[Stored data entries]
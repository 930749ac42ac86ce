use crate::Vector3;
use bytemuck::{Pod, Zeroable};
use serde::{Deserialize, Serialize};
use std::ops::{Add, Mul, Neg, Sub};

/// A 4D vector, used for homogeneous coordinates and RGBA colors.
#[derive(Debug, Clone, Copy, PartialEq, Default, Serialize, Deserialize, Pod, Zeroable)]
#[repr(C)]
pub struct Vector4 {
    pub x: f32,
    pub y: f32,
    pub z: f32,
    pub w: f32,
}

impl Vector4 {
    pub const ZERO: Self = Self::new(0.0, 0.0, 0.0, 0.0);
    pub const ONE: Self = Self::new(1.0, 1.0, 1.0, 1.0);

    #[inline]
    pub const fn new(x: f32, y: f32, z: f32, w: f32) -> Self {
        Self { x, y, z, w }
    }

    /// Homogeneous point (w = 1).
    #[inline]
    pub const fn from_point(v: Vector3) -> Self {
        Self::new(v.x, v.y, v.z, 1.0)
    }

    /// Homogeneous direction (w = 0).
    #[inline]
    pub const fn from_direction(v: Vector3) -> Self {
        Self::new(v.x, v.y, v.z, 0.0)
    }

    #[inline]
    pub const fn to_array(self) -> [f32; 4] {
        [self.x, self.y, self.z, self.w]
    }

    #[inline]
    pub const fn xyz(&self) -> Vector3 {
        Vector3::new(self.x, self.y, self.z)
    }

    #[inline]
    pub fn scale(&self, s: f32) -> Self {
        Self::new(self.x * s, self.y * s, self.z * s, self.w * s)
    }

    #[inline]
    pub fn dot(&self, other: &Vector4) -> f32 {
        self.x * other.x + self.y * other.y + self.z * other.z + self.w * other.w
    }

    /// Cross product of the xyz parts; the result is a direction (w = 0).
    pub fn cross(&self, other: &Vector4) -> Self {
        Self::from_direction(self.xyz().cross(&other.xyz()))
    }

    #[inline]
    pub fn length(&self) -> f32 {
        self.dot(self).sqrt()
    }

    /// Unit vector in the same direction. The zero vector stays zero.
    pub fn normalize(&self) -> Self {
        let len = self.length();
        if len == 0.0 {
            Self::ZERO
        } else {
            self.scale(1.0 / len)
        }
    }

    pub fn approx_eq(&self, other: &Vector4, epsilon: f32) -> bool {
        (self.x - other.x).abs() <= epsilon
            && (self.y - other.y).abs() <= epsilon
            && (self.z - other.z).abs() <= epsilon
            && (self.w - other.w).abs() <= epsilon
    }
}

impl Add for Vector4 {
    type Output = Self;

    fn add(self, rhs: Self) -> Self {
        Self::new(self.x + rhs.x, self.y + rhs.y, self.z + rhs.z, self.w + rhs.w)
    }
}

impl Sub for Vector4 {
    type Output = Self;

    fn sub(self, rhs: Self) -> Self {
        Self::new(self.x - rhs.x, self.y - rhs.y, self.z - rhs.z, self.w - rhs.w)
    }
}

impl Mul<f32> for Vector4 {
    type Output = Self;

    fn mul(self, rhs: f32) -> Self {
        self.scale(rhs)
    }
}

impl Neg for Vector4 {
    type Output = Self;

    fn neg(self) -> Self {
        Self::new(-self.x, -self.y, -self.z, -self.w)
    }
}

impl From<[f32; 4]> for Vector4 {
    fn from(a: [f32; 4]) -> Self {
        Self::new(a[0], a[1], a[2], a[3])
    }
}

impl From<glam::Vec4> for Vector4 {
    fn from(v: glam::Vec4) -> Self {
        Self::new(v.x, v.y, v.z, v.w)
    }
}

impl From<Vector4> for glam::Vec4 {
    fn from(v: Vector4) -> Self {
        glam::Vec4::new(v.x, v.y, v.z, v.w)
    }
}

#[cfg(test)]
mod tests {
    use super::*;

    #[test]
    fn normalize_zero_is_zero() {
        assert_eq!(Vector4::ZERO.normalize(), Vector4::ZERO);
    }

    #[test]
    fn dot_and_ops() {
        let a = Vector4::new(1.0, 2.0, 3.0, 4.0);
        assert_eq!(a.dot(&Vector4::ONE), 10.0);
        assert_eq!(a + Vector4::ONE, Vector4::new(2.0, 3.0, 4.0, 5.0));
        assert_eq!(-a * 2.0, Vector4::new(-2.0, -4.0, -6.0, -8.0));
    }

    #[test]
    fn cross_uses_xyz() {
        let x = Vector4::new(1.0, 0.0, 0.0, 1.0);
        let y = Vector4::new(0.0, 1.0, 0.0, 1.0);
        assert_eq!(x.cross(&y), Vector4::new(0.0, 0.0, 1.0, 0.0));
    }
}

The problem: Determine how many lines in the records include the word "scale", and reply with that number alone.

Finished exercise: 3